The input START

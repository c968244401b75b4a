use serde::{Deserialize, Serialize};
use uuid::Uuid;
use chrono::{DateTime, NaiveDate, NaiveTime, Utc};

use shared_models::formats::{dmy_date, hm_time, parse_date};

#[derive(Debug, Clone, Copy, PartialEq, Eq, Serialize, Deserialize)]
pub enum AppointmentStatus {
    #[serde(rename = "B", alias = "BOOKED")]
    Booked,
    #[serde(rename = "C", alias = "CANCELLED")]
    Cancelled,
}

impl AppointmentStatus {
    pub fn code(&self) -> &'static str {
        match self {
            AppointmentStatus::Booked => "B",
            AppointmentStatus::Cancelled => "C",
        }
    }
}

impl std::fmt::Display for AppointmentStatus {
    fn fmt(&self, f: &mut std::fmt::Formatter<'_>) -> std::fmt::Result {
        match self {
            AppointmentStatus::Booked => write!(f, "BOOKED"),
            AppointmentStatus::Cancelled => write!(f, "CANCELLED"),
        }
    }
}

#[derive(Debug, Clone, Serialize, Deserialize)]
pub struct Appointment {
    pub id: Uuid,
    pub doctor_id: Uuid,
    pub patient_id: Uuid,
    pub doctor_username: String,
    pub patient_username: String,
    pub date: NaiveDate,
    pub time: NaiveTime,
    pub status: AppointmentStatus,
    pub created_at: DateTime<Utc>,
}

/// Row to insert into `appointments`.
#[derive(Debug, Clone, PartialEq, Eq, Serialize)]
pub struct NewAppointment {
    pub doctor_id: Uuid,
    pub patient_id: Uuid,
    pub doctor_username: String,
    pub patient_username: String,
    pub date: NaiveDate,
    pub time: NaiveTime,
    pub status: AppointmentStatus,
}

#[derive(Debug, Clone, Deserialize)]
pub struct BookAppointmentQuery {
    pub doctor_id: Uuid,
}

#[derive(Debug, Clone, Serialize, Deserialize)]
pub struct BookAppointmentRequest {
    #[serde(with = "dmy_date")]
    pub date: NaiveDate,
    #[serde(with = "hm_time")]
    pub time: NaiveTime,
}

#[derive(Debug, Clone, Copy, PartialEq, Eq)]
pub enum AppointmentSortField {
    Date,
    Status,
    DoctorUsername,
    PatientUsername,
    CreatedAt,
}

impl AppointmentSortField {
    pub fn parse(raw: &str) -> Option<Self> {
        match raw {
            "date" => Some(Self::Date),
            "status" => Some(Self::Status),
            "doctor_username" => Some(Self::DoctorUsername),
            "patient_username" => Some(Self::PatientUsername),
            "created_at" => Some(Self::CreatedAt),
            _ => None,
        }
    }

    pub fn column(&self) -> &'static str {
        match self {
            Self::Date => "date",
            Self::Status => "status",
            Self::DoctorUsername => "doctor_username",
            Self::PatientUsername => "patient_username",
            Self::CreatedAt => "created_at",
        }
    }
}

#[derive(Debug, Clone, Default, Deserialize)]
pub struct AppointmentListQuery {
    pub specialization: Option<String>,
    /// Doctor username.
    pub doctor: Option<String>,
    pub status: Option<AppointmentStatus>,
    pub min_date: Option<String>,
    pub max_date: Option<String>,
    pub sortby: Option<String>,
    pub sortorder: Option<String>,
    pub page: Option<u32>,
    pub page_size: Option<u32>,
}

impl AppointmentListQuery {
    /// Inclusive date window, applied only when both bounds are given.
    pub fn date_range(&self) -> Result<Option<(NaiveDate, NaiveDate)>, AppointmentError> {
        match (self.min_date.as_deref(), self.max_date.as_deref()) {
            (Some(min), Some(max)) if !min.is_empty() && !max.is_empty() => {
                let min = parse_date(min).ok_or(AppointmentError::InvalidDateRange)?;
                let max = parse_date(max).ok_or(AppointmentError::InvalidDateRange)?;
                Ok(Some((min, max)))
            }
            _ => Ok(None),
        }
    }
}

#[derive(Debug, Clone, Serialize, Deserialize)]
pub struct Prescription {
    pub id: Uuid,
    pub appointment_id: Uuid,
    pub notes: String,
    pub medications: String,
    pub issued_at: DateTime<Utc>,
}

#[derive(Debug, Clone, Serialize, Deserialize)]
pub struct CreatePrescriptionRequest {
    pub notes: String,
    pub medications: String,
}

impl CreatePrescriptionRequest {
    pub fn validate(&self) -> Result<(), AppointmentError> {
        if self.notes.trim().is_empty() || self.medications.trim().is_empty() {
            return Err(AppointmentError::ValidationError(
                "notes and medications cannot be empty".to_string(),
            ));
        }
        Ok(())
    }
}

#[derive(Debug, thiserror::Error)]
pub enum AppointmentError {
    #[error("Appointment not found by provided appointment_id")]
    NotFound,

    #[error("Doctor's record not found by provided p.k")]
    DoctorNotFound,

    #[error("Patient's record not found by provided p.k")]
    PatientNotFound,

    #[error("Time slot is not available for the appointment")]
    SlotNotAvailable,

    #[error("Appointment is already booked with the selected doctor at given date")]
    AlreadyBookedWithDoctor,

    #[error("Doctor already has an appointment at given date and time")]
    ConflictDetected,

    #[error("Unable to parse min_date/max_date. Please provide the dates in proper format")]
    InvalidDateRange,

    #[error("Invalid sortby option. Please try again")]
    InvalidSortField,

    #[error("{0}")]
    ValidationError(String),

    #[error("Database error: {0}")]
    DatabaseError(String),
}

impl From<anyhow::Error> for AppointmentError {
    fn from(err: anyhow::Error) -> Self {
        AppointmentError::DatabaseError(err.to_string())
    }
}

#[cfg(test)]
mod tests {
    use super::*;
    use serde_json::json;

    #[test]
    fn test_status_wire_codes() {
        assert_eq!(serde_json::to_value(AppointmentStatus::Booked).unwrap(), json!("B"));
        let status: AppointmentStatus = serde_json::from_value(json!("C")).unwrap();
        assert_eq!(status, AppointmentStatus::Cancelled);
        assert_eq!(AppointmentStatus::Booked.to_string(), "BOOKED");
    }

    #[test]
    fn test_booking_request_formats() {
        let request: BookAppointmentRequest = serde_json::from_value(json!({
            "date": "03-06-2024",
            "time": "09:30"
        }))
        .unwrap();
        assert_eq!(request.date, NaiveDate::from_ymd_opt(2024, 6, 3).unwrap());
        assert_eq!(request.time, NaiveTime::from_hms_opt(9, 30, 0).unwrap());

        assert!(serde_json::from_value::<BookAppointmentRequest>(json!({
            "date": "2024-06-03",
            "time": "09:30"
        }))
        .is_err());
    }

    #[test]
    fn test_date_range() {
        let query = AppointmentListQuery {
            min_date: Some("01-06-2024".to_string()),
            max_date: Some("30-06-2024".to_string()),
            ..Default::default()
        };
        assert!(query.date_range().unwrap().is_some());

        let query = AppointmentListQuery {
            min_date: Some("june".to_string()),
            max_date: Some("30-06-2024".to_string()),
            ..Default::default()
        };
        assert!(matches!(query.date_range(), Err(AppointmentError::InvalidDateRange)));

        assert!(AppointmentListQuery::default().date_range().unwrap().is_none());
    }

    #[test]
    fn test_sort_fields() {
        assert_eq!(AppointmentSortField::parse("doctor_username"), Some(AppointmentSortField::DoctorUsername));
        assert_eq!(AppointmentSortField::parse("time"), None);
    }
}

The input END
The input START

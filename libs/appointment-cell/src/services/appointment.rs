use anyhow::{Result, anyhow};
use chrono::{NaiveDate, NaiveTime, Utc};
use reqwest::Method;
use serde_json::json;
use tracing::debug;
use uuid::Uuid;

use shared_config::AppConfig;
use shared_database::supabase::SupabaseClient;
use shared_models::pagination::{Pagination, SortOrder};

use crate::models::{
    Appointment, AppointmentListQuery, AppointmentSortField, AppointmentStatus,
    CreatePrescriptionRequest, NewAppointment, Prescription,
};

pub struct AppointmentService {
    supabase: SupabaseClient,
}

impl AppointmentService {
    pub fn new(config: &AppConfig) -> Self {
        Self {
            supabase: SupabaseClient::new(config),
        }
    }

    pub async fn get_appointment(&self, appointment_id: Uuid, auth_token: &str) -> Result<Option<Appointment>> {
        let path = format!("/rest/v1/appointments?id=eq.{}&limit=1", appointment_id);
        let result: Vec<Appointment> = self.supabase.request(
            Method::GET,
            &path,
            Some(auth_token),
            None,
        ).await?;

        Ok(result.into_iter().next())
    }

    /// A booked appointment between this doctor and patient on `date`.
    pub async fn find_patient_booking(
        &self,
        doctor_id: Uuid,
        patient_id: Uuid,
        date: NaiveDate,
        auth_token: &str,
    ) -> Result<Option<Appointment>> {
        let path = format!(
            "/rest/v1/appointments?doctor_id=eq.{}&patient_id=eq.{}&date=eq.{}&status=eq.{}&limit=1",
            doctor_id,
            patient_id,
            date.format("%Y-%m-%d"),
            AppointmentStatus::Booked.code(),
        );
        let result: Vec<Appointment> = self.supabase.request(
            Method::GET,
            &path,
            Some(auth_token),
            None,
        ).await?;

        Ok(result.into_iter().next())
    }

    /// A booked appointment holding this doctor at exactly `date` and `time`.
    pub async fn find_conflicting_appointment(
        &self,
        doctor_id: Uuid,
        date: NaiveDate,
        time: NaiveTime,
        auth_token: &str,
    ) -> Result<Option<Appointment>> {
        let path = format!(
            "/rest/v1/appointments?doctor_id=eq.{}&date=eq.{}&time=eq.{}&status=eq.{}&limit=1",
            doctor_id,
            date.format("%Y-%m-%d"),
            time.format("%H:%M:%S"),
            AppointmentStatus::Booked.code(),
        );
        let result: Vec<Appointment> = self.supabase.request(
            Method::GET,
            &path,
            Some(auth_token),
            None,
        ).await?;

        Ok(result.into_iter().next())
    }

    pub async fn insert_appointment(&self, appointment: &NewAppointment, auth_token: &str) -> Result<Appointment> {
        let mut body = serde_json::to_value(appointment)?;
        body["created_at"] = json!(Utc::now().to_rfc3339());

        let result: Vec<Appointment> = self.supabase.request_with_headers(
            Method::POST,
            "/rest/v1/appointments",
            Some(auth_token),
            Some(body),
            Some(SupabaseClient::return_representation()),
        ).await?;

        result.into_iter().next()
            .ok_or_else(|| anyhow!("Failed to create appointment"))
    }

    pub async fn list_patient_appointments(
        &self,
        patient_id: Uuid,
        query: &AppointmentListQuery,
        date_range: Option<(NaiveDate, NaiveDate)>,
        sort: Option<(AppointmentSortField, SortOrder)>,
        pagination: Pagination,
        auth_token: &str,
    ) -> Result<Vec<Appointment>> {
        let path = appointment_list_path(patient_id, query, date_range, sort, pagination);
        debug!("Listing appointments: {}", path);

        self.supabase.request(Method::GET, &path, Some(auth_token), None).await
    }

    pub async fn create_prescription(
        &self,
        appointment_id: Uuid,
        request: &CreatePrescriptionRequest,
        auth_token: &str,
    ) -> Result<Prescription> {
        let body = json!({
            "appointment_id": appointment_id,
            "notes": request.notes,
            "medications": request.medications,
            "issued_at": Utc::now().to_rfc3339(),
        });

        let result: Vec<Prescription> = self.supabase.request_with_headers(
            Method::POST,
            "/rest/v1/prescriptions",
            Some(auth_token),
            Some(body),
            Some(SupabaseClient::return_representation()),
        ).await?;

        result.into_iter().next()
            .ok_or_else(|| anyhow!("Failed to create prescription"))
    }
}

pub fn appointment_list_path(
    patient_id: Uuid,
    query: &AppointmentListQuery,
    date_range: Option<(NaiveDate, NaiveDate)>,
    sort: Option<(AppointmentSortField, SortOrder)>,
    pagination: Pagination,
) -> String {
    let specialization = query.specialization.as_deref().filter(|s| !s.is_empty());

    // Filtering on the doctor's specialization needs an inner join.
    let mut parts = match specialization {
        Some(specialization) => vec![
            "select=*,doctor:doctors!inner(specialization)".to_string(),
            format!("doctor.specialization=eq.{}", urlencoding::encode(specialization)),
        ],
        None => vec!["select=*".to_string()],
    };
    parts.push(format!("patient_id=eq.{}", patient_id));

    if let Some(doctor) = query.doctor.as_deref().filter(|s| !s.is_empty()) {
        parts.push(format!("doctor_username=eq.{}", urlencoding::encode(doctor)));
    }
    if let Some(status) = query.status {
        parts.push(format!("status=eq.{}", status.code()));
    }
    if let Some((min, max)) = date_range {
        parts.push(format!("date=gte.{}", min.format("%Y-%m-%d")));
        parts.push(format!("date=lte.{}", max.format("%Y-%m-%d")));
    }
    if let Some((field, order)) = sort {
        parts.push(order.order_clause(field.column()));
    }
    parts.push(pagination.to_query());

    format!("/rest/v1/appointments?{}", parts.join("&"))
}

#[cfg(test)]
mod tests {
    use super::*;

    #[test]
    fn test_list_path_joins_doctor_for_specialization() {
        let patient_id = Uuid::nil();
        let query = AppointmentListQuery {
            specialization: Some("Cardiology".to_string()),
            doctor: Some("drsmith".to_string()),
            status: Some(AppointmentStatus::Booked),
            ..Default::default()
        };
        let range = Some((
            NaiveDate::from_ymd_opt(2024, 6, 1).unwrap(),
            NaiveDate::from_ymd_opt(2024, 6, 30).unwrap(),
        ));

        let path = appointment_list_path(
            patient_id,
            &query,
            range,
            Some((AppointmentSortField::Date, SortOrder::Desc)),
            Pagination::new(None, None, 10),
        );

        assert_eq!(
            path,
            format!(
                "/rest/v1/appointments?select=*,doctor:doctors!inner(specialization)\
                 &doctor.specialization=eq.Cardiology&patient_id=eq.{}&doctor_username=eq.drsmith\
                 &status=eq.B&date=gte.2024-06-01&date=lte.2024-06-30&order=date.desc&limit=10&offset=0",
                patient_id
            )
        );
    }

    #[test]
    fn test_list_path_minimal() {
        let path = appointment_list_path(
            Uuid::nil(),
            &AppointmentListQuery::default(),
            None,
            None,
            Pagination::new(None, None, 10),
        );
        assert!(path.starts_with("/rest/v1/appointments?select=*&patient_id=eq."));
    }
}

The input END

→ What is required: For the word "SupabaseClient", go through the records and show each line that carries it.

→ Written solution:
use shared_database::supabase::SupabaseClient;
    supabase: SupabaseClient,
            supabase: SupabaseClient::new(config),
            Some(SupabaseClient::return_representation()),
            Some(SupabaseClient::return_representation()),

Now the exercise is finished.